— REQUIRED ACTION —
Wherever "Result" appears in a line of the listing, report that line.

— INPUT DATA —
impl SessionHandle {
    fn finished(id: Uuid, control: Arc<SessionControl>, outcome: ScanOutcome) -> Self {
        Self {
            id,
            control,
            state: watch::channel(LoopState::Stopped).1,
            progress: watch::channel(ScanProgress {
                state: LoopState::Stopped,
                ..Default::default()
            })
            .1,
            task: None,
            outcome: Some(outcome),
        }
    }

    /// Session identifier, as it appears in log spans.
    pub fn id(&self) -> Uuid {
        self.id
    }

    /// Stops the session if it has not already produced an outcome.
    /// Returns true only for the call that took effect.
    pub fn stop(&self) -> bool {
        let first = self.control.request_stop();
        if first {
            tracing::info!(session = %self.id, "Scan session stop requested");
        }
        first
    }

    /// A stop trigger that can outlive or move away from this handle.
    pub fn stopper(&self) -> SessionStopper {
        SessionStopper {
            control: Arc::clone(&self.control),
        }
    }

    /// Current loop state.
    pub fn state(&self) -> LoopState {
        *self.state.borrow()
    }

    /// Receiver for loop state changes.
    pub fn state_updates(&self) -> watch::Receiver<LoopState> {
        self.state.clone()
    }

    /// Receiver for progress snapshots.
    pub fn progress(&self) -> watch::Receiver<ScanProgress> {
        self.progress.clone()
    }

    /// True once the outcome is known and the camera released.
    pub fn is_finished(&self) -> bool {
        self.outcome.is_some() || self.task.as_ref().map_or(true, JoinHandle::is_finished)
    }

    /// Waits for the outcome. Resolves only after the capture handle has
    /// been released.
    pub async fn wait(mut self) -> ScanOutcome {
        if let Some(outcome) = self.outcome.take() {
            return outcome;
        }
        let Some(task) = self.task.take() else {
            return ScanOutcome::Cancelled;
        };
        match task.await {
            Ok(outcome) => outcome,
            Err(e) if e.is_panic() => std::panic::resume_unwind(e.into_panic()),
            Err(_) => ScanOutcome::Cancelled,
        }
    }

    /// Stops the session and waits for teardown.
    pub async fn cancel(self) -> ScanOutcome {
        self.stop();
        self.wait().await
    }
}

impl Drop for SessionHandle {
    fn drop(&mut self) {
        self.control.request_stop();
    }
}

#[cfg(test)]
mod tests {
    use super::*;
    use crate::capture::{CaptureError, Frame, MockFrameSource};
    use crate::detect::{CodeDetector, DetectorError, Preloaded, ScriptedDetector};
    use async_trait::async_trait;
    use std::sync::atomic::AtomicUsize;
    use std::sync::OnceLock;

    /// Source whose acquire never completes, like an unanswered permission
    /// prompt.
    #[derive(Default)]
    struct PromptPending {
        releases: Arc<AtomicUsize>,
    }

    #[async_trait]
    impl FrameSource for PromptPending {
        async fn acquire(&mut self, _: &CaptureRequest) -> Result<CaptureHandle, CaptureError> {
            std::future::pending().await
        }

        async fn next_frame(&mut self, _: &CaptureHandle) -> Result<Frame, CaptureError> {
            Err(CaptureError::HandleClosed)
        }

        async fn release(&mut self, handle: &mut CaptureHandle) {
            handle.close();
            self.releases.fetch_add(1, Ordering::SeqCst);
        }
    }

    /// Source that gets stopped in the middle of a successful acquire.
    struct StoppedWhileOpening {
        stopper: Arc<OnceLock<SessionStopper>>,
        releases: Arc<AtomicUsize>,
    }

    #[async_trait]
    impl FrameSource for StoppedWhileOpening {
        async fn acquire(&mut self, request: &CaptureRequest) -> Result<CaptureHandle, CaptureError> {
            if let Some(stopper) = self.stopper.get() {
                stopper.stop();
            }
            Ok(CaptureHandle::open(*request))
        }

        async fn next_frame(&mut self, handle: &CaptureHandle) -> Result<Frame, CaptureError> {
            handle.ensure_open()?;
            Ok(Frame::new(vec![0; 4], 2, 2, 1))
        }

        async fn release(&mut self, handle: &mut CaptureHandle) {
            if handle.close() {
                self.releases.fetch_add(1, Ordering::SeqCst);
            }
        }
    }

    fn counting_callbacks(fired: &Arc<AtomicUsize>) -> ScanCallbacks {
        let (on_success, on_failure) = (Arc::clone(fired), Arc::clone(fired));
        ScanCallbacks::new(
            move |_| {
                on_success.fetch_add(1, Ordering::SeqCst);
            },
            move |_| {
                on_failure.fetch_add(1, Ordering::SeqCst);
            },
        )
    }

    #[test]
    fn test_control_first_transition_wins() {
        let control = SessionControl::new();
        assert!(control.try_settle());
        assert!(!control.request_stop());
        assert!(!control.cancel.is_cancelled());

        let control = SessionControl::new();
        assert!(control.request_stop());
        assert!(!control.request_stop());
        assert!(!control.try_settle());
        assert!(control.cancel.is_cancelled());
    }

    #[tokio::test]
    async fn test_success_reaches_wait() {
        let session = ScanSession::new(
            MockFrameSource::new(),
            Preloaded::new(ScriptedDetector::found_after(0, "menu/abc")),
        )
        .with_scan_config(ScanConfig::unpaced());

        let handle = session.start(Facing::Back, ScanCallbacks::silent()).await;
        let outcome = handle.wait().await;
        assert_eq!(outcome.payload(), Some("menu/abc"));
    }

    #[tokio::test]
    async fn test_detector_unavailable_releases_handle() {
        let source = MockFrameSource::new();
        let stats = source.stats();
        let session = ScanSession::new(source, || -> Result<Arc<dyn CodeDetector>, DetectorError> {
            Err(DetectorError::Unavailable("module failed to load".into()))
        });

        let handle = session.start(Facing::Back, ScanCallbacks::silent()).await;
        assert!(handle.is_finished());
        assert_eq!(handle.state(), LoopState::Stopped);
        assert!(matches!(
            handle.wait().await,
            ScanOutcome::Failure {
                reason: FailureReason::DetectorUnavailable(_)
            }
        ));
        assert_eq!(stats.release_calls(), 1);
        assert_eq!(stats.frame_requests(), 0);
    }

    #[tokio::test]
    async fn test_drop_stops_session() {
        let source = MockFrameSource::new().stall_after(0);
        let stats = source.stats();
        let session = ScanSession::new(source, Preloaded::new(ScriptedDetector::never()));

        let handle = session.start(Facing::Back, ScanCallbacks::silent()).await;
        let mut state = handle.state_updates();
        drop(handle);

        state.wait_for(|s| *s == LoopState::Stopped).await.unwrap();
        // Release follows the state change on the same task.
        while stats.release_calls() == 0 {
            tokio::task::yield_now().await;
        }
        assert_eq!(stats.release_calls(), 1);
    }

    #[tokio::test]
    async fn test_panicking_success_callback_still_releases() {
        let source = MockFrameSource::new();
        let stats = source.stats();
        let session = ScanSession::new(
            source,
            Preloaded::new(ScriptedDetector::found_after(0, "menu/abc")),
        )
        .with_scan_config(ScanConfig::unpaced());

        let handle = session
            .start(
                Facing::Back,
                ScanCallbacks::new(|_| panic!("ui gone"), |_| {}),
            )
            .await;
        let waited = tokio::spawn(handle.wait()).await;

        assert!(waited.unwrap_err().is_panic());
        assert_eq!(stats.release_calls(), 1);
        assert_eq!(stats.streams_stopped(), 1);
    }

    #[tokio::test]
    async fn test_panicking_failure_callback_still_releases() {
        let source = MockFrameSource::new();
        let stats = source.stats();
        let session = ScanSession::new(source, || -> Result<Arc<dyn CodeDetector>, DetectorError> {
            Err(DetectorError::Unavailable("module failed to load".into()))
        });

        let started = tokio::spawn(session.start(
            Facing::Back,
            ScanCallbacks::new(|_| {}, |_| panic!("ui gone")),
        ))
        .await;

        assert!(started.unwrap_err().is_panic());
        assert_eq!(stats.release_calls(), 1);
    }

    #[tokio::test]
    async fn test_stop_while_acquiring() {
        let source = PromptPending::default();
        let releases = Arc::clone(&source.releases);
        let fired = Arc::new(AtomicUsize::new(0));
        let session = ScanSession::new(source, Preloaded::new(ScriptedDetector::never()));
        let stopper = session.stopper();
        let id = session.id();

        let starting = tokio::spawn(session.start(Facing::Back, counting_callbacks(&fired)));
        tokio::task::yield_now().await;
        assert!(stopper.stop());

        let handle = starting.await.unwrap();
        assert_eq!(handle.id(), id);
        assert!(handle.is_finished());
        assert_eq!(handle.state(), LoopState::Stopped);
        assert!(!handle.stop());
        assert_eq!(handle.wait().await, ScanOutcome::Cancelled);
        assert_eq!(fired.load(Ordering::SeqCst), 0);
        assert_eq!(releases.load(Ordering::SeqCst), 0);
    }

    #[tokio::test]
    async fn test_stop_before_start_never_acquires() {
        let source = MockFrameSource::new();
        let stats = source.stats();
        let session = ScanSession::new(source, Preloaded::new(ScriptedDetector::never()));
        assert!(session.stopper().stop());

        let outcome = session
            .start(Facing::Back, ScanCallbacks::silent())
            .await
            .wait()
            .await;

        assert_eq!(outcome, ScanOutcome::Cancelled);
        assert_eq!(stats.acquire_calls(), 0);
        assert_eq!(stats.release_calls(), 0);
    }

    #[tokio::test]
    async fn test_handle_opened_after_stop_is_released() {
        let stopper = Arc::new(OnceLock::new());
        let releases = Arc::new(AtomicUsize::new(0));
        let fired = Arc::new(AtomicUsize::new(0));
        let source = StoppedWhileOpening {
            stopper: Arc::clone(&stopper),
            releases: Arc::clone(&releases),
        };
        let session = ScanSession::new(source, Preloaded::new(ScriptedDetector::never()));
        let _ = stopper.set(session.stopper());

        let handle = session.start(Facing::Back, counting_callbacks(&fired)).await;

        assert!(handle.is_finished());
        assert_eq!(handle.wait().await, ScanOutcome::Cancelled);
        assert_eq!(releases.load(Ordering::SeqCst), 1);
        assert_eq!(fired.load(Ordering::SeqCst), 0);
    }
}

— OUTPUT BELOW —
        async fn acquire(&mut self, _: &CaptureRequest) -> Result<CaptureHandle, CaptureError> {
        async fn next_frame(&mut self, _: &CaptureHandle) -> Result<Frame, CaptureError> {
        async fn acquire(&mut self, request: &CaptureRequest) -> Result<CaptureHandle, CaptureError> {
        async fn next_frame(&mut self, handle: &CaptureHandle) -> Result<Frame, CaptureError> {
        let session = ScanSession::new(source, || -> Result<Arc<dyn CodeDetector>, DetectorError> {
        let session = ScanSession::new(source, || -> Result<Arc<dyn CodeDetector>, DetectorError> {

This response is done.